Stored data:
Content starts
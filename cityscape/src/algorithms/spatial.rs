//! Uniform grid over line segments for radius queries on pointer move.
//!
//! A segment is listed in every cell its bounding box touches. For diagonal
//! segments that over-approximates the cells it really crosses; queries
//! filter by distance later anyway.

use std::collections::HashMap;

use log::trace;

use crate::config::DEFAULT_CELL_SIZE;
use crate::geometry::limits::MAX_CELLS_PER_SEGMENT;
use crate::model::{Bounds, LineSegment, Point};

/// Handle of an inserted segment. Valid until that segment is removed; freed
/// slots are handed out again by later inserts.
pub type SegmentId = u32;

type CellKey = (i32, i32);

#[derive(Clone, Debug)]
pub struct SpatialIndex {
    cell: f64,
    segments: Vec<Option<LineSegment>>, // id is index
    free: Vec<SegmentId>,
    cells: HashMap<CellKey, Vec<SegmentId>>,
    per_segment_cells: HashMap<SegmentId, Vec<CellKey>>,
    by_geometry: HashMap<String, Vec<SegmentId>>,
    // Segments spanning more than MAX_CELLS_PER_SEGMENT cells; checked by every query
    oversized: Vec<SegmentId>,
    // Cell range ever occupied since the last clear (min_cx, min_cy, max_cx, max_cy)
    cell_extent: Option<(i32, i32, i32, i32)>,
    live: usize,
    bounds: Option<Bounds>,
}

impl Default for SpatialIndex {
    fn default() -> Self {
        SpatialIndex::new(DEFAULT_CELL_SIZE)
    }
}

impl SpatialIndex {
    /// Non-positive or non-finite sizes fall back to [`DEFAULT_CELL_SIZE`].
    pub fn new(cell_size: f64) -> Self {
        let cell = if cell_size.is_finite() && cell_size > 0.0 { cell_size } else { DEFAULT_CELL_SIZE };
        SpatialIndex {
            cell,
            segments: Vec::new(),
            free: Vec::new(),
            cells: HashMap::new(),
            per_segment_cells: HashMap::new(),
            by_geometry: HashMap::new(),
            oversized: Vec::new(),
            cell_extent: None,
            live: 0,
            bounds: None,
        }
    }

    pub fn cell_size(&self) -> f64 {
        self.cell
    }

    pub fn len(&self) -> usize {
        self.live
    }

    pub fn is_empty(&self) -> bool {
        self.live == 0
    }

    /// Running bounds of everything inserted since the last clear; `None` when empty.
    /// Removals do not shrink it.
    pub fn bounds(&self) -> Option<Bounds> {
        self.bounds
    }

    pub fn occupied_cells(&self) -> usize {
        self.cells.len()
    }

    pub fn get(&self, id: SegmentId) -> Option<&LineSegment> {
        self.segments.get(id as usize).and_then(|s| s.as_ref())
    }

    #[inline]
    fn cell_coord(&self, v: f64) -> i32 {
        // `as` saturates for out-of-range floats
        (v / self.cell).floor() as i32
    }

    fn cell_range(&self, b: &Bounds) -> (i32, i32, i32, i32) {
        (
            self.cell_coord(b.min_x),
            self.cell_coord(b.min_y),
            self.cell_coord(b.max_x),
            self.cell_coord(b.max_y),
        )
    }

    /// Number of cells in an inclusive range; saturates instead of overflowing.
    fn span((cx0, cy0, cx1, cy1): (i32, i32, i32, i32)) -> i64 {
        let w = cx1 as i64 - cx0 as i64 + 1;
        let h = cy1 as i64 - cy0 as i64 + 1;
        if w <= 0 || h <= 0 {
            return 0;
        }
        w.saturating_mul(h)
    }

    pub fn insert(&mut self, segment: LineSegment) -> SegmentId {
        let id = match self.free.pop() {
            Some(id) => id,
            None => {
                self.segments.push(None);
                (self.segments.len() - 1) as SegmentId
            }
        };
        let b = segment.bounds();
        let range = self.cell_range(&b);

        if !segment.a.is_finite() || !segment.b.is_finite() || Self::span(range) > MAX_CELLS_PER_SEGMENT as i64 {
            self.oversized.push(id);
        } else {
            let (cx0, cy0, cx1, cy1) = range;
            let mut keys = Vec::with_capacity(Self::span(range) as usize);
            for cx in cx0..=cx1 {
                for cy in cy0..=cy1 {
                    self.cells.entry((cx, cy)).or_default().push(id);
                    keys.push((cx, cy));
                }
            }
            self.per_segment_cells.insert(id, keys);
            self.cell_extent = Some(match self.cell_extent {
                Some((x0, y0, x1, y1)) => (x0.min(cx0), y0.min(cy0), x1.max(cx1), y1.max(cy1)),
                None => range,
            });
        }

        if b.min_x.is_finite() && b.min_y.is_finite() && b.max_x.is_finite() && b.max_y.is_finite() {
            self.bounds = Some(match self.bounds {
                Some(prev) => prev.union(&b),
                None => b,
            });
        }
        self.by_geometry.entry(segment.geometry_id.clone()).or_default().push(id);
        self.segments[id as usize] = Some(segment);
        self.live += 1;
        id
    }

    pub fn extend<I: IntoIterator<Item = LineSegment>>(&mut self, segments: I) {
        for s in segments {
            self.insert(s);
        }
    }

    pub fn remove(&mut self, id: SegmentId) -> Option<LineSegment> {
        let seg = self.segments.get_mut(id as usize)?.take()?;
        match self.per_segment_cells.remove(&id) {
            Some(keys) => {
                for k in keys {
                    if let Some(list) = self.cells.get_mut(&k) {
                        list.retain(|&x| x != id);
                        if list.is_empty() {
                            self.cells.remove(&k);
                        }
                    }
                }
            }
            None => self.oversized.retain(|&x| x != id),
        }
        if let Some(ids) = self.by_geometry.get_mut(&seg.geometry_id) {
            ids.retain(|&x| x != id);
            if ids.is_empty() {
                self.by_geometry.remove(&seg.geometry_id);
            }
        }
        self.free.push(id);
        self.live -= 1;
        Some(seg)
    }

    /// Drop every segment owned by `geometry_id`; returns how many went.
    pub fn remove_geometry(&mut self, geometry_id: &str) -> usize {
        let Some(ids) = self.by_geometry.remove(geometry_id) else {
            return 0;
        };
        ids.into_iter().filter(|id| self.remove(*id).is_some()).count()
    }

    /// Slots held for reuse after removals.
    pub fn free_slots(&self) -> usize {
        self.free.len()
    }

    /// Ids of segments whose cells intersect the square `point ± radius`,
    /// each once, in ascending id order.
    pub fn query_ids(&self, point: Point, radius: f64) -> Vec<SegmentId> {
        if self.live == 0 || !point.is_finite() || !radius.is_finite() || radius < 0.0 {
            return Vec::new();
        }
        let mut ids: Vec<SegmentId> = self.oversized.clone();
        let q = Bounds::new(point.x - radius, point.y - radius, point.x + radius, point.y + radius);
        let (qx0, qy0, qx1, qy1) = self.cell_range(&q);
        // Nothing outside the occupied extent can match
        let range = match self.cell_extent {
            Some((x0, y0, x1, y1)) => (qx0.max(x0), qy0.max(y0), qx1.min(x1), qy1.min(y1)),
            None => (0, 0, -1, -1),
        };
        let span = Self::span(range);
        let (cx0, cy0, cx1, cy1) = range;

        if span == 0 {
            // only oversized segments
        } else if span > self.cells.len() as i64 {
            // Walking the occupied cells is cheaper than the range
            for ((cx, cy), list) in &self.cells {
                if (cx0..=cx1).contains(cx) && (cy0..=cy1).contains(cy) {
                    ids.extend_from_slice(list);
                }
            }
        } else {
            for cx in cx0..=cx1 {
                for cy in cy0..=cy1 {
                    if let Some(list) = self.cells.get(&(cx, cy)) {
                        ids.extend_from_slice(list);
                    }
                }
            }
        }
        ids.sort_unstable();
        ids.dedup();
        trace!("spatial query cells={} hits={}", span, ids.len());
        ids
    }

    pub fn query(&self, point: Point, radius: f64) -> Vec<&LineSegment> {
        self.query_ids(point, radius).into_iter().filter_map(|id| self.get(id)).collect()
    }

    pub fn iter(&self) -> impl Iterator<Item = (SegmentId, &LineSegment)> {
        self.segments.iter().enumerate().filter_map(|(i, s)| s.as_ref().map(|s| (i as SegmentId, s)))
    }

    pub fn clear(&mut self) {
        self.segments.clear();
        self.free.clear();
        self.cells.clear();
        self.per_segment_cells.clear();
        self.by_geometry.clear();
        self.oversized.clear();
        self.cell_extent = None;
        self.live = 0;
        self.bounds = None;
    }
}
Content ends
### Your assignment
Exactly repeat the lines above, from the opening line through the one with "really crosses; queries", and include nothing else.

### Solution to the problem
filename cityscape/src/algorithms/spatial.rs
//! Uniform grid over line segments for radius queries on pointer move.
//!
//! A segment is listed in every cell its bounding box touches. For diagonal
//! segments that over-approximates the cells it really crosses; queries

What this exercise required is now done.